Já que muita gente que leu minha última crônica deseja saber qual foi minha pergunta ao Philip Kotler no Fórum Mundial de Marketing e Vendas e principalmente sua resposta, resolvi comentar o assunto em meu blog.
Se você estiver por fora do que estou falando, sugiro que leia minha crônica. Sei bem qual a pergunta, mas confesso que na emoção do momento não anotei a resposta. Vou tentar lembrar o que puder (tenho péssima memória) até receber da HSM uma transcrição deste trecho da palestra. Sugiro que visite www.intermanagens.com.br e leia os resumos das palestras.
Tanto Kotler como os outros palestrantes mencionaram as idéias de Pareto, de que 80% de nossos clientes costumam gerar 20% de nosso lucro, enquanto são apenas 20% dos clientes os responsáveis por 80% do resultado. Se assim é, o bom senso manda incrementar o atendimento desses 20% já que o restante gera mais custo do que lucro.
Em outras palavras, de vez em quando é preciso fazer um saneamento na base de clientes para ficar só com os que nos interessam. Dentre outras ações, isso pode ser feito com um atendimento diferenciado, que faça crescer a base dos representados pelos 20% ou seu wallet share, ou eliminando-se produtos ou serviços que sejam do interesse dos 80% de pouco interesse para a empresa.
Em um outro momento, Philip Kotler falou da importância do boca-a-boca, assunto também tratado por outros palestrantes, a publicidade espontânea, do tipo do sujeito que compra uma bota nova e vai passear, mostrando e falando dela para todo mundo. Isso se encaixa em estratégias alternativas de marketing, como viral, de guerrilha, radical etc.
Muito bem. Daí surgiu minha pergunta, um pouco longa:
“Hoje buscamos ficar apenas com os clientes mais lucrativos, mas normalmente avaliamos isso pelo retorno financeiro.
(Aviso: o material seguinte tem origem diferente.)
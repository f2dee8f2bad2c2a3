//! Run settings resolved from the config file and command line.

use std::collections::BTreeSet;
use std::path::{Path, PathBuf};

use crate::config::Config;
use crate::error::{Error, Result};
use crate::images::{ImageSizes, SourceRules};
use crate::model::Locale;
use crate::transcode::EncodingParams;

/// Which dispatch operations run.
#[derive(Debug, Clone, Copy, PartialEq, Eq)]
pub struct Operations {
    pub transcode: bool,
    pub images: bool,
}

impl Default for Operations {
    fn default() -> Self {
        Self {
            transcode: true,
            images: true,
        }
    }
}

/// Fully resolved settings for one run. All paths are absolute or
/// relative to the working directory, never to the config file.
#[derive(Debug, Clone, PartialEq, Eq)]
pub struct PipelineConfig {
    pub input_dir: PathBuf,
    pub output_dir: PathBuf,
    pub reference_language: Option<Locale>,
    pub image_sizes: ImageSizes,
    pub source_rules: SourceRules,
    pub encoding: EncodingParams,
    /// Prepended to every audio output name
    pub prefix: String,
    pub audio_dir: PathBuf,
    pub images_dir: PathBuf,
    pub manifest_path: PathBuf,
    /// Dispatch workers; 0 means one per core
    pub jobs: usize,
    pub operations: Operations,
}

impl PipelineConfig {
    /// Settings from `config`, writing into `output_dir`.
    ///
    /// Fails if the reference language is malformed, an image size list is
    /// empty or holds a zero width, or the output layout would put the
    /// audio and images in the same directory.
    pub fn from_config(config: &Config, input_dir: &Path, output_dir: &Path) -> Result<Self> {
        let reference_language = config
            .text
            .reference_language
            .as_deref()
            .filter(|s| !s.trim().is_empty())
            .map(|s| {
                s.trim()
                    .parse::<Locale>()
                    .map_err(|e| Error::config(format!("reference_language: {}", e)))
            })
            .transpose()?;

        let image_sizes = ImageSizes {
            cover: widths("cover_sizes", &config.images.cover_sizes)?,
            art: widths("art_sizes", &config.images.art_sizes)?,
            blurred_cover: config.images.blurred_cover,
        };

        if config.encoding.codec.trim().is_empty() {
            return Err(Error::config("encoding.codec must not be empty"));
        }
        if config.encoding.extension.trim().is_empty() {
            return Err(Error::config("encoding.extension must not be empty"));
        }

        let output = &config.output;
        let audio_dir = output_dir.join(&output.audio_dir);
        let images_dir = output_dir.join(&output.images_dir);
        if audio_dir == images_dir {
            return Err(Error::config(format!(
                "audio_dir and images_dir both resolve to {:?}",
                audio_dir
            )));
        }

        Ok(Self {
            input_dir: input_dir.to_path_buf(),
            output_dir: output_dir.to_path_buf(),
            reference_language,
            image_sizes,
            source_rules: SourceRules {
                min_size: config.images.min_source_size,
                require_square_art: config.images.require_square_art,
            },
            encoding: config.encoding.clone(),
            prefix: output.prefix.clone(),
            audio_dir,
            images_dir,
            manifest_path: output_dir.join(&output.manifest_path),
            jobs: config.run.jobs.unwrap_or(0),
            operations: Operations::default(),
        })
    }

    /// Number of dispatch threads the pool will actually use.
    pub fn worker_count(&self) -> usize {
        if self.jobs > 0 {
            self.jobs
        } else {
            rayon::current_num_threads()
        }
    }
}

fn widths(name: &str, sizes: &[u32]) -> Result<BTreeSet<u32>> {
    if sizes.is_empty() {
        return Err(Error::config(format!("images.{} must not be empty", name)));
    }
    if sizes.contains(&0) {
        return Err(Error::config(format!("images.{} contains a zero width", name)));
    }
    Ok(sizes.iter().copied().collect())
}

#[cfg(test)]
mod tests {
    use super::*;
    use crate::test_utils::test_config;

    #[test]
    fn test_defaults_resolve_under_output() {
        let config = PipelineConfig::from_config(
            &Config::default(),
            Path::new("/in"),
            Path::new("/out"),
        )
        .unwrap();

        assert_eq!(config.audio_dir, PathBuf::from("/out/assets/audio"));
        assert_eq!(config.images_dir, PathBuf::from("/out/assets/images"));
        assert_eq!(
            config.manifest_path,
            PathBuf::from("/out/assets/json/tracks.json")
        );
        assert_eq!(config.reference_language, None);
        assert_eq!(config.image_sizes.cover.len(), 4);
        assert_eq!(config.jobs, 0);
        assert!(config.worker_count() >= 1);
    }

    #[test]
    fn test_default_config_writes_next_to_inputs() {
        let config = test_config(Path::new("/book"));
        assert_eq!(config.output_dir, PathBuf::from("/book"));
        assert!(config.operations.transcode && config.operations.images);
        assert!(config.image_sizes.blurred_cover);
    }

    #[test]
    fn test_reference_language_parsed() {
        let mut config = Config::default();
        config.text.reference_language = Some("en-US".to_string());
        let resolved =
            PipelineConfig::from_config(&config, Path::new("/in"), Path::new("/out")).unwrap();
        assert_eq!(
            resolved.reference_language.map(|l| l.key()),
            Some("en-US".to_string())
        );

        config.text.reference_language = Some("english".to_string());
        assert!(matches!(
            PipelineConfig::from_config(&config, Path::new("/in"), Path::new("/out")),
            Err(Error::Config(_))
        ));
    }

    #[test]
    fn test_rejects_bad_sizes_and_layout() {
        let mut config = Config::default();
        config.images.art_sizes = vec![800, 0];
        assert!(PipelineConfig::from_config(&config, Path::new("/in"), Path::new("/out")).is_err());

        let mut config = Config::default();
        config.images.cover_sizes.clear();
        assert!(PipelineConfig::from_config(&config, Path::new("/in"), Path::new("/out")).is_err());

        let mut config = Config::default();
        config.output.images_dir = config.output.audio_dir.clone();
        assert!(PipelineConfig::from_config(&config, Path::new("/in"), Path::new("/out")).is_err());
    }
}
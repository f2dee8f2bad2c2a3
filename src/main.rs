//! Kantan Assets - builds the audio, image and manifest assets of a
//! textbook-with-audio app.
//!
//! An input directory of audio recordings, transcript/translation text files
//! and cover/art images is validated as a whole, then the audio is transcoded
//! and renamed into play order, the images are resized into width buckets,
//! and `tracks.json` ties everything together.

pub mod cli;
pub mod config;
pub mod error;
pub mod images;
pub mod manifest;
pub mod metadata;
pub mod model;
pub mod naming;
pub mod order;
pub mod pipeline;
#[cfg(test)]
pub mod test_utils;
pub mod text;
pub mod transcode;

use std::process::ExitCode;

use clap::Parser;
use tracing_subscriber::{EnvFilter, fmt, prelude::*};

fn main() -> anyhow::Result<ExitCode> {
    let args = cli::Cli::parse();

    // Initialize logging; stdout is reserved for command output
    tracing_subscriber::registry()
        .with(fmt::layer().with_target(true).with_writer(std::io::stderr))
        .with(EnvFilter::from_default_env().add_directive("kantan_assets=info".parse()?))
        .init();

    if cli::run_command(&args)? {
        Ok(ExitCode::SUCCESS)
    } else {
        Ok(ExitCode::FAILURE)
    }
}
//! Test utilities and fixtures for kantan-assets tests.
//!
//! This module provides mock collaborators, track factories and input
//! directory fixtures to reduce boilerplate in tests.
//!
//! # Example
//!
//! ```ignore
//! use crate::test_utils::{fixture_dir, MockTagReader};
//!
//! let dir = fixture_dir(&[("001.mp3", "audio"), ("001_en.txt", "Hello\n")]);
//! let reader = MockTagReader::default().with_failure("001.mp3", "corrupt");
//! ```

use std::collections::{HashMap, HashSet};
use std::path::{Path, PathBuf};
use std::sync::atomic::{AtomicBool, Ordering};
use std::sync::{Arc, Mutex};

use tempfile::TempDir;

use crate::config::Config;
use crate::images::{ImageResizer, ResizeError, ResizeRequest};
use crate::metadata::{RawTagSet, TagReadError, TagReader};
use crate::model::Track;
use crate::pipeline::PipelineConfig;
use crate::transcode::{EncodingParams, TranscodeError, TranscodeRequest, Transcoder};

fn file_name(path: &Path) -> String {
    path.file_name()
        .map(|n| n.to_string_lossy().into_owned())
        .unwrap_or_default()
}

/// Raw tags with only title and album set.
pub fn raw_tags(title: &str, album: &str) -> RawTagSet {
    RawTagSet {
        title: Some(title.to_string()),
        album: Some(album.to_string()),
        ..Default::default()
    }
}

/// Creates a mock Track with sensible defaults.
///
/// Customize using struct update syntax:
///
/// ```ignore
/// let track = Track {
///     disc_number: Some(2),
///     ..mock_track("001", 0)
/// };
/// ```
pub fn mock_track(stem: &str, order: usize) -> Track {
    Track {
        stem: stem.to_string(),
        order,
        title: "Test Track".to_string(),
        album: "Test Album".to_string(),
        artist: None,
        comment: String::new(),
        disc_number: None,
        track_number_in_disc: 1,
        track_total: None,
        duration_ms: None,
        source_path: PathBuf::from(format!("/in/{}.mp3", stem)),
        output_path: PathBuf::from(format!("/out/assets/audio/{:03}.aac", order)),
    }
}

/// Default pipeline settings for `input_dir`, writing next to the inputs.
pub fn test_config(input_dir: &Path) -> PipelineConfig {
    PipelineConfig::from_config(&Config::default(), input_dir, input_dir)
        .expect("Default configuration must resolve")
}

/// Creates a temporary input directory holding the given files.
///
/// Keep the TempDir alive for the duration of your test.
pub fn fixture_dir(files: &[(&str, &str)]) -> TempDir {
    let dir = tempfile::tempdir().expect("Failed to create temp directory");
    for (name, content) in files {
        std::fs::write(dir.path().join(name), content).expect("Failed to write fixture file");
    }
    dir
}

/// Tag reader returning predefined tags per file name.
///
/// Files without an entry get the file stem as title and "Test Album".
#[derive(Debug, Default)]
pub struct MockTagReader {
    tags: HashMap<String, RawTagSet>,
    failures: HashMap<String, String>,
}

impl MockTagReader {
    pub fn with_tags(mut self, name: &str, tags: RawTagSet) -> Self {
        self.tags.insert(name.to_string(), tags);
        self
    }

    pub fn with_failure(mut self, name: &str, cause: &str) -> Self {
        self.failures.insert(name.to_string(), cause.to_string());
        self
    }
}

impl TagReader for MockTagReader {
    fn read_tags(&self, path: &Path) -> Result<RawTagSet, TagReadError> {
        let name = file_name(path);
        if let Some(cause) = self.failures.get(&name) {
            return Err(TagReadError(cause.clone()));
        }
        Ok(self.tags.get(&name).cloned().unwrap_or_else(|| {
            let stem = path
                .file_stem()
                .map(|s| s.to_string_lossy().into_owned())
                .unwrap_or_default();
            raw_tags(&stem, "Test Album")
        }))
    }
}

/// Transcoder that writes placeholder files and records every request.
#[derive(Debug, Default)]
pub struct MockTranscoder {
    /// Source file names whose transcode fails
    failures: HashSet<String>,
    /// Source file names that "succeed" but leave an empty file
    empty_outputs: HashSet<String>,
    unavailable: Option<String>,
    calls: Mutex<Vec<TranscodeRequest>>,
    /// Set during the next transcode call, then forgotten
    cancel_on_call: Mutex<Option<Arc<AtomicBool>>>,
}

impl MockTranscoder {
    pub fn with_failure(mut self, source_name: &str) -> Self {
        self.failures.insert(source_name.to_string());
        self
    }

    pub fn with_empty_output(mut self, source_name: &str) -> Self {
        self.empty_outputs.insert(source_name.to_string());
        self
    }

    pub fn unavailable(reason: &str) -> Self {
        Self {
            unavailable: Some(reason.to_string()),
            ..Default::default()
        }
    }

    pub fn calls(&self) -> Vec<TranscodeRequest> {
        self.calls.lock().expect("calls lock poisoned").clone()
    }

    /// Raise `flag` while the first transcode is running; that call still
    /// writes its output.
    pub fn cancel_during_first_call(&self, flag: Arc<AtomicBool>) {
        *self.cancel_on_call.lock().expect("cancel lock poisoned") = Some(flag);
    }
}

impl Transcoder for MockTranscoder {
    fn check_available(&self, _params: &EncodingParams) -> Result<(), TranscodeError> {
        match &self.unavailable {
            Some(reason) => Err(TranscodeError(reason.clone())),
            None => Ok(()),
        }
    }

    fn transcode(&self, request: &TranscodeRequest) -> Result<PathBuf, TranscodeError> {
        self.calls
            .lock()
            .expect("calls lock poisoned")
            .push(request.clone());

        if let Some(flag) = self
            .cancel_on_call
            .lock()
            .expect("cancel lock poisoned")
            .take()
        {
            flag.store(true, Ordering::SeqCst);
        }

        let name = file_name(&request.source);
        if self.failures.contains(&name) {
            return Err(TranscodeError(format!("mock failure for {}", name)));
        }

        let content: &[u8] = if self.empty_outputs.contains(&name) {
            b""
        } else {
            b"encoded audio"
        };
        std::fs::write(&request.output, content).map_err(|e| TranscodeError(e.to_string()))?;
        Ok(request.output.clone())
    }
}

/// Resizer with predefined source dimensions that writes placeholder files.
///
/// Sources without an entry report 1400x1400.
#[derive(Debug, Default)]
pub struct MockResizer {
    dimensions: HashMap<String, (u32, u32)>,
    /// Source file names whose header cannot be read
    unreadable: HashMap<String, String>,
    /// Output file names whose resize fails
    failures: HashSet<String>,
    calls: Mutex<Vec<ResizeRequest>>,
}

impl MockResizer {
    pub fn with_dimensions(mut self, name: &str, width: u32, height: u32) -> Self {
        self.dimensions.insert(name.to_string(), (width, height));
        self
    }

    pub fn with_unreadable(mut self, name: &str, cause: &str) -> Self {
        self.unreadable.insert(name.to_string(), cause.to_string());
        self
    }

    pub fn with_failure(mut self, output_name: &str) -> Self {
        self.failures.insert(output_name.to_string());
        self
    }

    pub fn calls(&self) -> Vec<ResizeRequest> {
        self.calls.lock().expect("calls lock poisoned").clone()
    }
}

impl ImageResizer for MockResizer {
    fn dimensions(&self, path: &Path) -> Result<(u32, u32), ResizeError> {
        let name = file_name(path);
        if let Some(cause) = self.unreadable.get(&name) {
            return Err(ResizeError::Unreadable(cause.clone()));
        }
        Ok(self
            .dimensions
            .get(&name)
            .copied()
            .unwrap_or((1400, 1400)))
    }

    fn resize(&self, request: &ResizeRequest) -> Result<PathBuf, ResizeError> {
        self.calls
            .lock()
            .expect("calls lock poisoned")
            .push(request.clone());

        let name = file_name(&request.output);
        if self.failures.contains(&name) {
            return Err(ResizeError::Failed(format!("mock failure for {}", name)));
        }
        std::fs::write(&request.output, b"resized image")
            .map_err(|e| ResizeError::Failed(e.to_string()))?;
        Ok(request.output.clone())
    }
}

#[cfg(test)]
mod tests {
    use super::*;

    #[test]
    fn test_mock_track_defaults() {
        let track = mock_track("001", 7);
        assert_eq!(track.title, "Test Track");
        assert_eq!(track.track_number_in_disc, 1);
        assert!(track.output_path.ends_with("007.aac"));
    }

    #[test]
    fn test_mock_tag_reader_fallback() {
        let reader = MockTagReader::default().with_tags("b.mp3", raw_tags("B", "Album B"));
        let a = reader.read_tags(Path::new("/in/a.mp3")).unwrap();
        assert_eq!(a.title.as_deref(), Some("a"));
        let b = reader.read_tags(Path::new("/in/b.mp3")).unwrap();
        assert_eq!(b.album.as_deref(), Some("Album B"));
    }

    #[test]
    fn test_fixture_dir() {
        let dir = fixture_dir(&[("001.mp3", "x"), ("001_en.txt", "Hello\n")]);
        assert!(dir.path().join("001.mp3").exists());
        assert_eq!(
            std::fs::read_to_string(dir.path().join("001_en.txt")).unwrap(),
            "Hello\n"
        );
    }
}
Considerando a necessidade de ‘irmos às ruas’ (por exemplo, termos mais clientes que mostrem suas botas e falem delas), como avaliar o retorno de clientes que apresentam um baixo desempenho financeiro direto, mas que produzem um grande retorno em networking e boca-a-boca? Como identificar os clientes que ‘mostram as botas nas ruas’ e atraem novos clientes? Falamos em oferecer mais valor ao cliente, mas como medimos o valor que o cliente, mesmo os menos lucrativos financeiramente falando, nos oferece?”
O parágrafo acima eu peguei de minhas anotações. A que passei a limpo na folha de perguntas estava mais enxuto, mas acho que deste modo você também poderá pensar um pouco a respeito. Medimos tudo por retorno financeiro, e isso é ótimo. Mas pense no investimento que faço escrevendo para pessoas que nunca compraram nada de mim – nem sequer um livro (espero que não seja o seu caso) mas que falam de mim, enviam minhas crônicas a amigos ou me indicam (espero que seja o seu caso) para uma empresa que acaba comprando uma palestra, treinamento ou algum serviço.
Esse cliente, que nunca compra, é importante ou não? É ou não um cliente de valor? Onde você o colocaria – dentro dos 80% dos que me dão 20% de retorno financeiro ou dentro dos 20% que retornam 80%, se o seu retorno financeiro é zero? ZERO!
Para não me alongar muito aqui, vou deixar você pensar um pouco sobre o assunto antes de colocar o que o Philip Kotler respondeu, ou o que eu consigo lembrar do que entendi da resposta, até receber a transcrição da HSM. Aí em baixo tem um espaço para você comentar isso. Espero que o faça. Quero aprender com você. Afinal, esta questão é importante ou não?
Eu acho que é de suma importância avaliarmos muito bem isso, antes de eliminarmos os 80% de clientes que podem ser responsáveis diretos pela existência dos outros 20%. Qualquer agricultor sabe que abelhas não produzem frutas, hortaliças o cereais, mas nada disso poderia ser produzido sem a polinização que elas executam.